Information: Begin

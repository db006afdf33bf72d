//! Calendar months and the time windows they cover.

use std::fmt;
use std::str::FromStr;

use chrono::{DateTime, Datelike, Days, Duration, Month, Months, NaiveDate, NaiveTime};
use chrono_tz::Tz;

use crate::error::{CalGridError, CalGridResult};
use crate::event::localize;

/// A calendar month (year + month number).
#[derive(Debug, Clone, Copy, PartialEq, Eq, PartialOrd, Ord, Hash)]
pub struct YearMonth {
    first: NaiveDate,
    /// First day of the following month
    next_first: NaiveDate,
}

impl YearMonth {
    pub fn new(year: i32, month: u32) -> CalGridResult<Self> {
        let first = NaiveDate::from_ymd_opt(year, month, 1)
            .ok_or_else(|| CalGridError::InvalidMonth(format!("{year}-{month:02}")))?;

        let next_first = first
            .checked_add_months(Months::new(1))
            .ok_or_else(|| CalGridError::InvalidMonth(format!("{year}-{month:02}")))?;

        Ok(YearMonth { first, next_first })
    }

    /// The month containing `date`.
    pub fn containing(date: NaiveDate) -> CalGridResult<Self> {
        Self::new(date.year(), date.month())
    }

    pub fn year(&self) -> i32 {
        self.first.year()
    }

    /// 1-based month number
    pub fn month(&self) -> u32 {
        self.first.month()
    }

    /// English month name, e.g. "January"
    pub fn name(&self) -> &'static str {
        u8::try_from(self.month())
            .ok()
            .and_then(|m| Month::try_from(m).ok())
            .map_or("", |m| m.name())
    }

    pub fn first_day(&self) -> NaiveDate {
        self.first
    }

    pub fn last_day(&self) -> NaiveDate {
        self.next_first - Days::new(1)
    }

    pub fn days_in_month(&self) -> u32 {
        (self.next_first - self.first).num_days() as u32
    }

    /// The following month, wrapping December into January of the next year.
    pub fn next(&self) -> Option<Self> {
        Self::new(self.next_first.year(), self.next_first.month()).ok()
    }

    /// `months` months later.
    pub fn plus_months(&self, months: u32) -> Option<Self> {
        let first = self.first.checked_add_months(Months::new(months))?;
        Self::new(first.year(), first.month()).ok()
    }

    /// Closed window from the first instant of the month in `tz` to one second
    /// before the next month starts. A repeated hour on the last evening stays
    /// inside the window.
    pub fn window(&self, tz: Tz) -> MonthWindow {
        let start = localize(tz, self.first.and_time(NaiveTime::MIN));
        let end = localize(tz, self.next_first.and_time(NaiveTime::MIN)) - Duration::seconds(1);

        MonthWindow { start, end }
    }
}

impl fmt::Display for YearMonth {
    fn fmt(&self, f: &mut fmt::Formatter<'_>) -> fmt::Result {
        write!(f, "{}-{:02}", self.year(), self.month())
    }
}

impl FromStr for YearMonth {
    type Err = CalGridError;

    /// Parse `YYYY-MM`
    fn from_str(s: &str) -> Result<Self, Self::Err> {
        let invalid = || CalGridError::InvalidMonth(format!("'{s}'. Expected YYYY-MM"));

        let (year, month) = s.trim().split_once('-').ok_or_else(invalid)?;
        let year: i32 = year.parse().map_err(|_| invalid())?;
        let month: u32 = month.parse().map_err(|_| invalid())?;

        Self::new(year, month)
    }
}

/// Inclusive time window covered by one month page.
#[derive(Debug, Clone, Copy, PartialEq, Eq)]
pub struct MonthWindow {
    pub start: DateTime<Tz>,
    pub end: DateTime<Tz>,
}

impl MonthWindow {
    pub fn timezone(&self) -> Tz {
        self.start.timezone()
    }

    /// Inclusive of both boundaries.
    pub fn contains(&self, dt: &DateTime<Tz>) -> bool {
        *dt >= self.start && *dt <= self.end
    }
}

/// Inclusive range of months, iterated in calendar order.
#[derive(Debug, Clone)]
pub struct MonthRange {
    next: Option<YearMonth>,
    last: YearMonth,
}

impl MonthRange {
    /// Empty if `from` is after `to`.
    pub fn new(from: YearMonth, to: YearMonth) -> Self {
        MonthRange {
            next: (from <= to).then_some(from),
            last: to,
        }
    }
}

impl Iterator for MonthRange {
    type Item = YearMonth;

    fn next(&mut self) -> Option<YearMonth> {
        let current = self.next?;
        self.next = if current < self.last {
            current.next()
        } else {
            None
        };
        Some(current)
    }
}

#[cfg(test)]
mod tests {
    use super::*;
    use chrono::{TimeZone, Timelike, Utc};
    use chrono_tz::Africa::Cairo;
    use chrono_tz::America::New_York;

    #[test]
    fn rejects_invalid_month_numbers() {
        assert!(YearMonth::new(2024, 0).is_err());
        assert!(YearMonth::new(2024, 13).is_err());
    }

    #[test]
    fn parses_year_month() {
        let ym: YearMonth = "2024-02".parse().unwrap();
        assert_eq!(ym.year(), 2024);
        assert_eq!(ym.month(), 2);
        assert_eq!(ym.to_string(), "2024-02");
        assert!("2024/02".parse::<YearMonth>().is_err());
        assert!("february".parse::<YearMonth>().is_err());
    }

    #[test]
    fn days_in_month_handles_leap_years() {
        assert_eq!(YearMonth::new(2024, 2).unwrap().days_in_month(), 29);
        assert_eq!(YearMonth::new(2023, 2).unwrap().days_in_month(), 28);
        assert_eq!(YearMonth::new(1900, 2).unwrap().days_in_month(), 28);
        assert_eq!(YearMonth::new(2000, 2).unwrap().days_in_month(), 29);
        assert_eq!(YearMonth::new(2024, 4).unwrap().days_in_month(), 30);
        assert_eq!(YearMonth::new(2024, 12).unwrap().days_in_month(), 31);
    }

    #[test]
    fn month_names() {
        assert_eq!(YearMonth::new(2024, 1).unwrap().name(), "January");
        assert_eq!(YearMonth::new(2024, 12).unwrap().name(), "December");
    }

    #[test]
    fn window_covers_whole_month_in_timezone() {
        let window = YearMonth::new(2024, 1).unwrap().window(New_York);

        assert_eq!(window.start.naive_local().to_string(), "2024-01-01 00:00:00");
        assert_eq!(window.end.naive_local().to_string(), "2024-01-31 23:59:59");
        // New York is UTC-5 in January
        assert_eq!(window.start.with_timezone(&Utc).hour(), 5);
    }

    #[test]
    fn window_is_inclusive() {
        let window = YearMonth::new(2024, 1).unwrap().window(New_York);
        assert!(window.contains(&window.start));
        assert!(window.contains(&window.end));
        assert!(!window.contains(&(window.end + chrono::Duration::seconds(1))));
        assert!(!window.contains(&(window.start - chrono::Duration::seconds(1))));
    }

    #[test]
    fn window_keeps_repeated_hour_on_last_evening() {
        // Cairo falls back from 24:00 to 23:00 on Thursday 2024-10-31
        let window = YearMonth::new(2024, 10).unwrap().window(Cairo);
        assert_eq!(window.end.naive_local().to_string(), "2024-10-31 23:59:59");
        assert_eq!(window.end.with_timezone(&Utc).to_string(), "2024-10-31 21:59:59 UTC");

        // 23:30 the second time round
        let repeated = Utc.with_ymd_and_hms(2024, 10, 31, 21, 30, 0).unwrap().with_timezone(&Cairo);
        assert_eq!(repeated.hour(), 23);
        assert!(window.contains(&repeated));
    }

    #[test]
    fn consecutive_windows_meet_without_gaps() {
        for tz in [New_York, Cairo, Tz::UTC] {
            let mut month = YearMonth::new(2024, 1).unwrap();
            for _ in 0..12 {
                let next = month.next().unwrap();
                let window = month.window(tz);
                assert_eq!(window.end + chrono::Duration::seconds(1), next.window(tz).start);
                month = next;
            }
        }
    }

    #[test]
    fn range_wraps_year_boundary() {
        let from = YearMonth::new(2024, 11).unwrap();
        let to = YearMonth::new(2025, 2).unwrap();
        let months: Vec<String> = MonthRange::new(from, to).map(|m| m.to_string()).collect();
        assert_eq!(months, vec!["2024-11", "2024-12", "2025-01", "2025-02"]);
    }

    #[test]
    fn range_with_single_month() {
        let m = YearMonth::new(2024, 6).unwrap();
        assert_eq!(MonthRange::new(m, m).count(), 1);
    }

    #[test]
    fn reversed_range_is_empty() {
        let from = YearMonth::new(2025, 1).unwrap();
        let to = YearMonth::new(2024, 1).unwrap();
        assert_eq!(MonthRange::new(from, to).count(), 0);
    }

    #[test]
    fn plus_months_wraps() {
        let m = YearMonth::new(2024, 10).unwrap();
        assert_eq!(m.plus_months(12).unwrap().to_string(), "2025-10");
        assert_eq!(m.plus_months(3).unwrap().to_string(), "2025-01");
    }
}
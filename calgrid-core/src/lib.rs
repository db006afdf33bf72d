//! Core of calgrid: printable month grids from iCalendar data.
//!
//! The pipeline runs leaves first:
//! - `recurrence` expands events into occurrences inside a month window
//! - `day_index` buckets occurrences by day of month
//! - `layout` computes the 7×6 grid geometry
//! - `text_fit` wraps event lines to cell width
//! - `render` draws one month as a PDF page
//!
//! `page::CalendarPrinter` ties them together per month, `ics` reads the
//! input calendar and `calgrid_config` the user's settings.

pub mod calgrid_config;
pub mod color;
pub mod day_index;
pub mod error;
pub mod event;
pub mod ics;
pub mod layout;
pub mod month;
pub mod page;
pub mod recurrence;
pub mod render;
pub mod text_fit;

// Re-export the types callers need at crate root for convenience
pub use calgrid_config::CalgridConfig;
pub use color::{Color, ColorRegistry};
pub use error::{CalGridError, CalGridResult};
pub use event::{CalendarData, Event, EventTime, Recurrence};
pub use month::{MonthRange, YearMonth};
pub use page::{CalendarPrinter, MIME_TYPE, MonthPage};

Information: End

Work to be completed: Copy the lines of the data above exactly as written, beginning with the line containing "pub fn next(&self)" and ending with the line containing "let start = localize(tz, self.first.and_time(NaiveTime::MIN));", and leave out all other lines.

Result of this task:
    pub fn next(&self) -> Option<Self> {
        Self::new(self.next_first.year(), self.next_first.month()).ok()
    }

    /// `months` months later.
    pub fn plus_months(&self, months: u32) -> Option<Self> {
        let first = self.first.checked_add_months(Months::new(months))?;
        Self::new(first.year(), first.month()).ok()
    }

    /// Closed window from the first instant of the month in `tz` to one second
    /// before the next month starts. A repeated hour on the last evening stays
    /// inside the window.
    pub fn window(&self, tz: Tz) -> MonthWindow {
        let start = localize(tz, self.first.and_time(NaiveTime::MIN));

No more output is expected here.